Agua saneamiento e higiene, lo que siempre falta
El drama de la migración forzosa viene acompañado de la urgente necesidad de agua potable y de saneamiento en los centros y campos de acogida. Uno de nuestros primeros proyectos, hace 10 años, fue el suministro de agua y la creación de infraestructuras de saneamiento y la formación de promotores de higiene en los campos de refugiados del este del Chad. Trabajamos también para la sensibilización de la opinión pública sobre el conflicto de Darfur, que había generado los desplazados, por entonces en vías de olvido internacional.
Los conflictos bélicos provocan movimientos migratorios descontrolados muy difíciles de prever. La guerra de Siria provocó un aluvión de desplazados en el Líbano. En nuestro proyecto en el Valle del Bekaa, se puso de manifiesto la importancia de planificar la acogida de refugiados – niños sirios en ese caso – en una zona en la que es estrés hídrico es endémico. Hacerlo de forma acorde con las infraestructuras de agua y saneamiento existentes, y con el mestizaje cultural, especialmente en las escuelas, es un reto que hay que superar fomentando el espíritu participativo y estableciendo una estrecha colaboración con las administraciones estatales, locales y las comunidades.
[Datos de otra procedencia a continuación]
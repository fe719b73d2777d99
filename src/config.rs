//! Loading trainer configuration (feedback copy + timing) from TOML.
//!
//! See `TrainerConfig`, `Messages`, and `Timing` for the expected schema.
//! Every field has a built-in default, so a partial (or missing) file is fine.

use serde::Deserialize;
use tracing::{error, info};

#[derive(Clone, Debug, Deserialize, Default)]
pub struct TrainerConfig {
  #[serde(default)]
  pub messages: Messages,
  #[serde(default)]
  pub timing: Timing,
}

/// Learner-facing copy. Templates use `{key}` placeholders filled with
/// `util::fill_template`. Override in TOML to localize or tune the tone.
#[derive(Clone, Debug, Deserialize)]
#[serde(default)]
pub struct Messages {
  // Algebra phase
  pub answer_correct: String,
  pub answer_wrong_first: String,
  pub answer_wrong_partial: String,
  pub answer_reveal: String,
  pub answer_locked: String,
  // Shape / multiplier steps
  pub shape_wrong: String,
  pub multiplier_correct: String,
  pub multiplier_wrong: String,
  pub multiplier_invalid: String,
  // Movement phase
  pub move_invalid: String,
  pub movement_goal: String,
  pub movement_first_success: String,
  pub movement_retry_success: String,
  pub movement_h_only: String,
  pub movement_k_only: String,
  pub movement_both_wrong: String,
  pub movement_try_again: String,
  pub movement_enter_retry: String,
  pub retry_intro: String,
  // Success screen
  pub success_level1: String,
  pub success_level2: String,
}

impl Default for Messages {
  fn default() -> Self {
    Self {
      answer_correct: "Correct! 🎉".into(),
      answer_wrong_first: "Not quite. Try again! 🤔".into(),
      answer_wrong_partial: "There is still something to fix. Check the highlighted parts! ❌".into(),
      answer_reveal: "Here is the answer: {answer} 😅 It will be filled in so you can move on to the graph step!".into(),
      answer_locked: "This answer is already accepted — the graph step is coming up.".into(),
      shape_wrong: "Wrong shape! Think about which way the parabola opens.".into(),
      multiplier_correct: "🎉 Correct! Now translate the graph!".into(),
      multiplier_wrong: "Try again!".into(),
      multiplier_invalid: "Please enter a positive number!".into(),
      move_invalid: "Please enter a valid number!".into(),
      movement_goal: "Translate the graph of {base} so that it becomes {target}!".into(),
      movement_first_success: "🎉 Perfect! You nailed it in one go!".into(),
      movement_retry_success: "🎉 Excellent! You got it on the retry!".into(),
      movement_h_only: "👍 The x-axis shift is right, but the y-axis shift is off.".into(),
      movement_k_only: "👍 The y-axis shift is right, but the x-axis shift is off.".into(),
      movement_both_wrong: "❌ Check both the x-axis and y-axis shifts.".into(),
      movement_try_again: " Try again!".into(),
      movement_enter_retry: " Let's take it once more from the start!".into(),
      retry_intro: "🔄 Fresh start! Move the graph of {base} to the target position again!".into(),
      success_level1: "You have completely mastered Level 1!".into(),
      success_level2: "You have completely mastered Level 2!".into(),
    }
  }
}

/// Delays (in milliseconds) for the one-shot auto-advances between phases.
/// These are presentational pacing, not suspensions; every scheduled action
/// carries a phase-entry token and is dropped if the phase changed meanwhile.
#[derive(Clone, Copy, Debug, Deserialize)]
#[serde(default)]
pub struct Timing {
  /// Correct algebra answer → graph phase.
  pub answer_advance_ms: u64,
  /// Reveal feedback → answer autofill.
  pub reveal_autofill_ms: u64,
  /// Answer autofill → graph phase.
  pub autofill_advance_ms: u64,
  /// Correct shape pick → multiplier step.
  pub shape_advance_ms: u64,
  /// Correct multiplier → movement step.
  pub multiplier_advance_ms: u64,
  /// Second failed movement check → retry phase reset.
  pub retry_reset_ms: u64,
  /// Movement success → success screen.
  pub success_advance_ms: u64,
}

impl Default for Timing {
  fn default() -> Self {
    Self {
      answer_advance_ms: 2000,
      reveal_autofill_ms: 3000,
      autofill_advance_ms: 2000,
      shape_advance_ms: 300,
      multiplier_advance_ms: 1500,
      retry_reset_ms: 2000,
      success_advance_ms: 2000,
    }
  }
}

/// Attempt to load `TrainerConfig` from TRAINER_CONFIG_PATH.
/// On any parsing/IO error, returns None and the defaults are used.
pub fn load_trainer_config_from_env() -> Option<TrainerConfig> {
  let path = std::env::var("TRAINER_CONFIG_PATH").ok()?;
  match std::fs::read_to_string(&path) {
    Ok(s) => match toml::from_str::<TrainerConfig>(&s) {
      Ok(cfg) => {
        info!(target: "vertex_trainer", %path, "Loaded trainer config (TOML)");
        Some(cfg)
      }
      Err(e) => {
        error!(target: "vertex_trainer", %path, error = %e, "Failed to parse TOML config");
        None
      }
    },
    Err(e) => {
      error!(target: "vertex_trainer", %path, error = %e, "Failed to read TOML config file");
      None
    }
  }
}

#[cfg(test)]
mod tests {
  use super::*;

  #[test]
  fn partial_toml_falls_back_to_defaults() {
    let cfg: TrainerConfig = toml::from_str(
      r#"
        [timing]
        answer_advance_ms = 50

        [messages]
        answer_correct = "yes!"
      "#,
    )
    .expect("parse");
    assert_eq!(cfg.timing.answer_advance_ms, 50);
    assert_eq!(cfg.timing.reveal_autofill_ms, 3000);
    assert_eq!(cfg.messages.answer_correct, "yes!");
    assert_eq!(cfg.messages.multiplier_wrong, Messages::default().multiplier_wrong);
  }
}
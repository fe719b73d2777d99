//! Application state: the in-memory session store and the trainer config.
//!
//! Sessions are keyed by uuid and live for the duration of a connection (or
//! until an HTTP client stops polling); nothing is persisted. The single
//! writer per session is whoever holds the write lock — learner actions and
//! timer firings alike.

use std::{collections::HashMap, sync::Arc};
use tokio::sync::RwLock;
use tracing::{info, instrument};
use uuid::Uuid;

use crate::config::{load_trainer_config_from_env, TrainerConfig};
use crate::session::Session;

#[derive(Clone)]
pub struct AppState {
  pub sessions: Arc<RwLock<HashMap<String, Session>>>,
  pub config: TrainerConfig,
}

impl AppState {
  /// Build state from env: load TOML config if provided, else defaults.
  #[instrument(level = "info", skip_all)]
  pub fn new() -> Self {
    let config = load_trainer_config_from_env().unwrap_or_default();
    info!(target: "vertex_trainer", "Application state initialized");
    Self {
      sessions: Arc::new(RwLock::new(HashMap::new())),
      config,
    }
  }

  /// Create a fresh session (Main phase, no equation) and return its id.
  #[instrument(level = "debug", skip(self))]
  pub async fn create_session(&self) -> String {
    let id = Uuid::new_v4().to_string();
    self.sessions.write().await.insert(id.clone(), Session::new(id.clone()));
    info!(target: "session", %id, "Session created");
    id
  }

  /// Drop a session (e.g. on WebSocket disconnect). Pending timers become
  /// no-ops once the entry is gone.
  #[instrument(level = "debug", skip(self))]
  pub async fn remove_session(&self, id: &str) {
    if self.sessions.write().await.remove(id).is_some() {
      info!(target: "session", %id, "Session removed");
    }
  }
}
//! Public protocol structs for WebSocket and HTTP endpoints (serde ready).
//! Keep this small and stable so the backend and the UI shell can evolve
//! independently.

use serde::{Deserialize, Serialize};

use crate::domain::{Direction, Equation, Feedback, InputBlock, SessionPhase, Shape};
use crate::format;
use crate::session::{GraphTransform, Session};
use crate::validator::FieldBreakdown;

/// Messages the client can send over WebSocket.
#[derive(Debug, Deserialize)]
#[serde(tag = "type", rename_all = "snake_case")]
pub enum ClientWsMessage {
  Ping,
  StartChallenge {
    level: u8,
  },
  SubmitAnswer {
    blocks: Vec<InputBlock>,
  },
  SelectShape {
    shape: Shape,
  },
  SubmitMultiplier {
    value: String,
  },
  Move {
    direction: Direction,
    amount: String,
  },
  SubmitMovement,
  RestartEquation,
  Reset,
  Snapshot,
}

/// Messages the server sends back over WebSocket. `Phase` and `Snapshot`
/// are also pushed when a scheduled auto-advance fires.
#[derive(Debug, Serialize)]
#[serde(tag = "type", rename_all = "snake_case")]
pub enum ServerWsMessage {
  Pong,
  Session {
    #[serde(rename = "sessionId")]
    session_id: String,
    snapshot: SnapshotOut,
  },
  Challenge(ChallengeOut),
  AnswerResult(AnswerResultOut),
  ShapeResult(ShapeResultOut),
  MultiplierResult(MultiplierResultOut),
  MoveApplied(MoveAppliedOut),
  MovementResult(MovementResultOut),
  Phase(PhaseOut),
  Snapshot(SnapshotOut),
  Notice {
    message: String,
  },
  Error {
    message: String,
  },
}

impl ServerWsMessage {
  pub fn session(session: &Session) -> Self {
    ServerWsMessage::Session {
      session_id: session.id().to_string(),
      snapshot: snapshot(session),
    }
  }
}

/// Render parameters for the frontend canvas: draw `y = a(x-h)² + k` on a
/// coordinate system that keeps the vertex in frame.
#[derive(Debug, Serialize)]
pub struct RenderOut {
  pub a: f64,
  pub h: f64,
  pub k: f64,
}

pub fn render_out(session: &Session) -> RenderOut {
  let (a, h, k) = session.render_params();
  RenderOut { a, h, k }
}

/// DTO for challenge delivery (shared by WS and HTTP).
#[derive(Debug, Serialize)]
pub struct ChallengeOut {
  pub level: u8,
  pub phase: SessionPhase,
  pub equation: Equation,
  /// `$y = ax^2 + bx + c$`, the problem as displayed.
  pub standard_form: String,
  /// `$y = a(x - h)^2 + k$`, the movement-phase target.
  pub vertex_target: String,
  /// `$y = ax^2$`, the unshifted graph the movement phase starts from.
  pub base_graph: String,
}

pub fn challenge_out(session: &Session) -> Option<ChallengeOut> {
  let eq = session.equation()?;
  Some(ChallengeOut {
    level: session.level().as_u8(),
    phase: session.phase(),
    equation: *eq,
    standard_form: format::standard_form(eq),
    vertex_target: format::target_vertex(eq),
    base_graph: format::base_graph(eq, session.level()),
  })
}

#[derive(Debug, Serialize)]
pub struct AnswerResultOut {
  pub correct: bool,
  /// True when no canonical template matched the input.
  pub no_match: bool,
  /// True when the submission was ignored because the phase is locked.
  pub locked: bool,
  pub breakdown: Option<FieldBreakdown>,
  pub feedback: Option<Feedback>,
}

#[derive(Debug, Serialize)]
pub struct ShapeResultOut {
  pub correct: bool,
  /// Blocking notice on a wrong pick (selection cleared, unlimited retries).
  pub notice: Option<String>,
}

#[derive(Debug, Serialize)]
pub struct MultiplierResultOut {
  pub correct: bool,
  pub toast: Option<String>,
  pub notice: Option<String>,
}

#[derive(Debug, Serialize)]
pub struct MoveAppliedOut {
  pub transform: GraphTransform,
  pub render: RenderOut,
}

#[derive(Debug, Serialize)]
pub struct MovementResultOut {
  pub correct: bool,
  pub h_correct: bool,
  pub k_correct: bool,
  /// True when the check happened in the retry phase.
  pub retry: bool,
  pub feedback: Option<Feedback>,
}

/// Pushed when a scheduled auto-advance changes the phase.
#[derive(Debug, Serialize)]
pub struct PhaseOut {
  pub phase: SessionPhase,
  pub render: RenderOut,
  pub feedback: Option<Feedback>,
}

/// Full session view for polling clients and reconnects.
#[derive(Debug, Serialize)]
pub struct SnapshotOut {
  pub level: u8,
  pub phase: SessionPhase,
  pub equation: Option<Equation>,
  pub standard_form: Option<String>,
  pub vertex_target: Option<String>,
  pub base_graph: Option<String>,
  pub wrong_attempts: u32,
  pub graph_attempts: u32,
  pub selected_shape: Option<Shape>,
  pub transform: GraphTransform,
  pub render: RenderOut,
  pub input: Vec<InputBlock>,
  pub feedback: Option<Feedback>,
}

pub fn snapshot(session: &Session) -> SnapshotOut {
  let eq = session.equation();
  SnapshotOut {
    level: session.level().as_u8(),
    phase: session.phase(),
    equation: eq.copied(),
    standard_form: eq.map(format::standard_form),
    vertex_target: eq.map(format::target_vertex),
    base_graph: eq.map(|e| format::base_graph(e, session.level())),
    wrong_attempts: session.wrong_attempts(),
    graph_attempts: session.graph_attempts(),
    selected_shape: session.selected_shape(),
    transform: session.transform(),
    render: render_out(session),
    input: session.input().to_vec(),
    feedback: session.feedback().cloned(),
  }
}

//
// HTTP request/response DTOs
//

#[derive(Serialize)]
pub struct HealthOut {
  pub ok: bool,
}

#[derive(Serialize)]
pub struct CreateSessionOut {
  #[serde(rename = "sessionId")]
  pub session_id: String,
}

#[derive(Debug, Deserialize)]
pub struct SessionQuery {
  #[serde(rename = "sessionId")]
  pub session_id: String,
}

#[derive(Debug, Deserialize)]
pub struct StartIn {
  #[serde(rename = "sessionId")]
  pub session_id: String,
  pub level: u8,
}

#[derive(Debug, Deserialize)]
pub struct AnswerIn {
  #[serde(rename = "sessionId")]
  pub session_id: String,
  pub blocks: Vec<InputBlock>,
}

#[derive(Debug, Deserialize)]
pub struct ShapeIn {
  #[serde(rename = "sessionId")]
  pub session_id: String,
  pub shape: Shape,
}

#[derive(Debug, Deserialize)]
pub struct MultiplierIn {
  #[serde(rename = "sessionId")]
  pub session_id: String,
  pub value: String,
}

#[derive(Debug, Deserialize)]
pub struct MoveIn {
  #[serde(rename = "sessionId")]
  pub session_id: String,
  pub direction: Direction,
  pub amount: String,
}

#[derive(Debug, Deserialize)]
pub struct SessionRefIn {
  #[serde(rename = "sessionId")]
  pub session_id: String,
}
La pandemia de la covid-19 incidió duramente en los migrantes transfronterizos, muchos de los cuales quedaron atrapados en campos de refugiados y barrios marginales sin agua ni saneamiento para procurarse la mínima higiene. En México, Malí y Brasil estamos ayudando a proveerles de agua e higiene. En estas regiones, frecuentemente olvidadas, miles de migrantes y las comunidades que los acogen se enfrentan a unas normativas inciertas, desbordados por la falta de instalaciones adecuadas y el acceso restringido a los servicios públicos para la salud, al agua potable y al saneamiento.
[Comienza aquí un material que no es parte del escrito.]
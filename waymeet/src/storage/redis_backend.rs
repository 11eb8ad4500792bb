use redis::AsyncCommands;
use redis::aio::ConnectionManager;

use super::KeyValueStorage;
use crate::errors::StoreResult;
use crate::keys::KeyContext;

const SERVICE: &str = "device";

/// Stores items as plain Redis strings under `{prefix}:device:{key}`.
#[derive(Clone)]
pub struct RedisStorage {
    conn: ConnectionManager,
    prefix: String,
}

impl RedisStorage {
    pub fn new(conn: ConnectionManager, prefix: impl Into<String>) -> Self {
        Self {
            conn,
            prefix: prefix.into(),
        }
    }

    pub async fn connect(url: &str, prefix: impl Into<String>) -> StoreResult<Self> {
        let client = redis::Client::open(url)?;
        let conn = ConnectionManager::new(client).await?;
        Ok(Self::new(conn, prefix))
    }

    fn key(&self, key: &str) -> String {
        KeyContext::new(&self.prefix, SERVICE).item(key)
    }

    /// Delete every item under this prefix (for test cleanup).
    pub async fn clear(&mut self) -> StoreResult<u64> {
        let pattern = KeyContext::new(&self.prefix, SERVICE).pattern();
        let keys: Vec<String> = self.conn.keys(pattern).await?;
        if keys.is_empty() {
            return Ok(0);
        }
        let deleted: u64 = self.conn.del(keys).await?;
        Ok(deleted)
    }
}

impl KeyValueStorage for RedisStorage {
    async fn get_item(&mut self, key: &str) -> StoreResult<Option<String>> {
        let key = self.key(key);
        let value: Option<String> = self.conn.get(key).await?;
        Ok(value)
    }

    async fn set_item(&mut self, key: &str, value: &str) -> StoreResult<()> {
        let key = self.key(key);
        let _: () = self.conn.set(key, value).await?;
        Ok(())
    }

    async fn remove_item(&mut self, key: &str) -> StoreResult<()> {
        let key = self.key(key);
        let _: u64 = self.conn.del(key).await?;
        Ok(())
    }
}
Un drama internacional que no cesa
Según el GMDAC, a mediados de 2020 habían en el mundo más de 280 millones de migrantes, un 3,65% de la población del planeta. De ellos, unos 80 millones eran personas desplazadas por la fuerza y más de 25 millones estaban catalogados por ACNUR como refugiados, la inmensa mayoría de ellos a causa de la violencia en sus países de origen. La migración forzosa es una pandemia que no cesa y una seria amenaza para la consecución del ODS 16: sociedades justas, pacíficas e inclusivas. El drama de los campos de refugiados nos muestra que otros muchos ODS fallarán si no se consigue la paz.